IoT-Enabled Smart Horticulture: Integrating Image Processing for Real-Time Environmental Monitoring and Disease Detection
Contributors
Prof. Sai Kiran Oruganti
Dr Shashi Kant Gupta
Dr B Perumal
Dr Deny John Samuvel
Keywords
Proceeding
Track
Engineering, Sciences, Mathematics & Computations
License
Copyright (c) 2025 Sustainable Global Societies Initiative

This work is licensed under a Creative Commons Attribution-NonCommercial-NoDerivatives 4.0 International License.
Abstract
Traditional horticulture continues to suffer from inefficiencies due to its dependence on manual monitoring, delayed identification of plant diseases, and excessive use of resources, which collectively reduce productivity and increase operational costs.

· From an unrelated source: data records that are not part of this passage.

//! Fixed-capacity, newest-first circular buffer of historical bars.

use crate::bars::bar::Bar;

/// A ring of the last `CAPACITY` bars for one `(symbol, timeframe)` pair.
/// `push` prepends; `at(0)` is always the most recently pushed bar.
/// `CAPACITY` should be a power of two, matching the engine's other
/// fixed-size ring structures.
pub struct BarSeries<const CAPACITY: usize> {
    buf: [Option<Bar>; CAPACITY],
    head: usize,
    len: usize,
}

impl<const CAPACITY: usize> BarSeries<CAPACITY> {
    /// Creates an empty series.
    #[must_use]
    pub const fn new() -> Self {
        Self {
            buf: [None; CAPACITY],
            head: 0,
            len: 0,
        }
    }

    /// Prepends `bar`, evicting the oldest entry once the ring is full.
    pub fn push(&mut self, bar: Bar) {
        self.head = (self.head + CAPACITY - 1) % CAPACITY;
        self.buf[self.head] = Some(bar);
        self.len = (self.len + 1).min(CAPACITY);
    }

    /// Returns the `i`-th most recent bar, or `None` if fewer than `i + 1`
    /// bars have been pushed.
    #[must_use]
    pub fn at(&self, i: usize) -> Option<Bar> {
        if i >= self.len {
            return None;
        }
        self.buf[(self.head + i) % CAPACITY]
    }

    /// Number of bars currently held, up to `CAPACITY`.
    #[must_use]
    pub const fn len(&self) -> usize {
        self.len
    }

    /// `true` iff no bar has been pushed yet.
    #[must_use]
    pub const fn is_empty(&self) -> bool {
        self.len == 0
    }

    /// Seeds the series from `history`, given newest-first (matching
    /// [`Self::at`]'s convention): pushes in reverse so the final state has
    /// `at(0)` equal to `history[0]`.
    pub fn warmup(&mut self, history: &[Bar]) {
        for bar in history.iter().rev() {
            self.push(*bar);
        }
    }
}

impl<const CAPACITY: usize> Default for BarSeries<CAPACITY> {
    fn default() -> Self {
        Self::new()
    }
}
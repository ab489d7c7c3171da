//! Opt-in bus counters, gated behind the `metrics` feature.

use bitflags::bitflags;

bitflags! {
    /// Selects which [`super::EventBus::metrics`] counters to read.
    ///
    /// Mirrors the teacher's `MetricFlags` pattern of letting a caller
    /// opt into only the counters it needs rather than always paying for
    /// all of them.
    #[derive(Debug, Clone, Copy, PartialEq, Eq, serde::Serialize, serde::Deserialize)]
    pub struct BusMetricFlags: u32 {
        /// Count of events successfully published.
        const PUBLISHED = 1 << 0;
        /// Count of `try_publish` calls that committed a placeholder.
        const TIMEOUTS = 1 << 1;
        /// Both counters.
        const ALL = Self::PUBLISHED.bits() | Self::TIMEOUTS.bits();
    }
}

/// A point-in-time read of the selected bus counters. Fields not selected
/// by the requested [`BusMetricFlags`] are left at zero.
#[derive(Debug, Clone, Copy, Default, PartialEq, Eq, serde::Serialize, serde::Deserialize)]
pub struct BusMetrics {
    /// Total events published (excludes placeholders).
    pub published: u64,
    /// Total placeholders committed by `try_publish` timeouts.
    pub timeouts: u64,
}
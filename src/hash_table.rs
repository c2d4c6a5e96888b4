//! HashTable: separate-chaining map over a boxed slice of `LinkedList` buckets.
//!
//! New keys are linked at the front of their bucket. After an insertion
//! pushes `len / capacity` above [`MAX_LOAD_FACTOR`], the table rehashes
//! into `capacity * 2 + 1` buckets by replaying every entry through the
//! same placement routine `put` uses.
//!
//! Bucket selection is `hash(key) % capacity`, where `hash` depends on the
//! table's [`HashStrategy`]:
//! - `SumOfCodepoints`: text keys hash to the sum of their code points, so
//!   anagrams share a bucket. Non-text keys use the structural hash.
//! - `Structural`: every key goes through the table's `BuildHasher`.

use crate::dynamic_array::DynamicArray;
use crate::error::{CollectionError, Result};
use crate::linked_list::{self, LinkedList};
use core::borrow::Borrow;
use core::fmt;
use core::hash::{BuildHasher, Hash};
use std::borrow::Cow;
use std::collections::hash_map::RandomState;
use std::rc::Rc;
use std::sync::Arc;

/// Bucket count used by [`HashTable::new`]. Prime, to spread weak hashes.
pub const DEFAULT_CAPACITY: usize = 101;

/// Load factor above which an insertion triggers a rehash.
pub const MAX_LOAD_FACTOR: f64 = 0.7;

/// How keys are turned into bucket indices.
#[derive(Copy, Clone, Debug, Default, Eq, PartialEq)]
pub enum HashStrategy {
    /// Text keys sum their code points; other keys hash structurally.
    #[default]
    SumOfCodepoints,
    /// All keys hash through the table's `BuildHasher`.
    Structural,
}

/// Key types usable in a [`HashTable`].
///
/// Text-like keys return their contents from `as_text` so the
/// `SumOfCodepoints` strategy can see them. A type and anything it is
/// `Borrow`ed as must agree on `as_text`, just as they must agree on `Hash`.
pub trait TableKey: Eq + Hash {
    fn as_text(&self) -> Option<&str> {
        None
    }
}

impl TableKey for str {
    fn as_text(&self) -> Option<&str> {
        Some(self)
    }
}

impl TableKey for String {
    fn as_text(&self) -> Option<&str> {
        Some(self)
    }
}

impl TableKey for Box<str> {
    fn as_text(&self) -> Option<&str> {
        Some(self)
    }
}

To address these challenges, this research introduces an integrated framework that combines IoT-based multi-sensor monitoring with image processing supported by edge-level CNN-based disease detection and a cloud-enabled decision support system. Experimental validation demonstrates notable outcomes, including 94.2% disease detection accuracy, a 32% reduction in water usage, a 35% decrease in pesticide consumption, and a 22% improvement in crop yield under controlled greenhouse conditions. Owing to its scalability and practicality, the proposed system can be effectively deployed in greenhouses, polyhouses, and open-field horticultural environments to facilitate precision agriculture, optimise resource utilisation, and support sustainable crop management.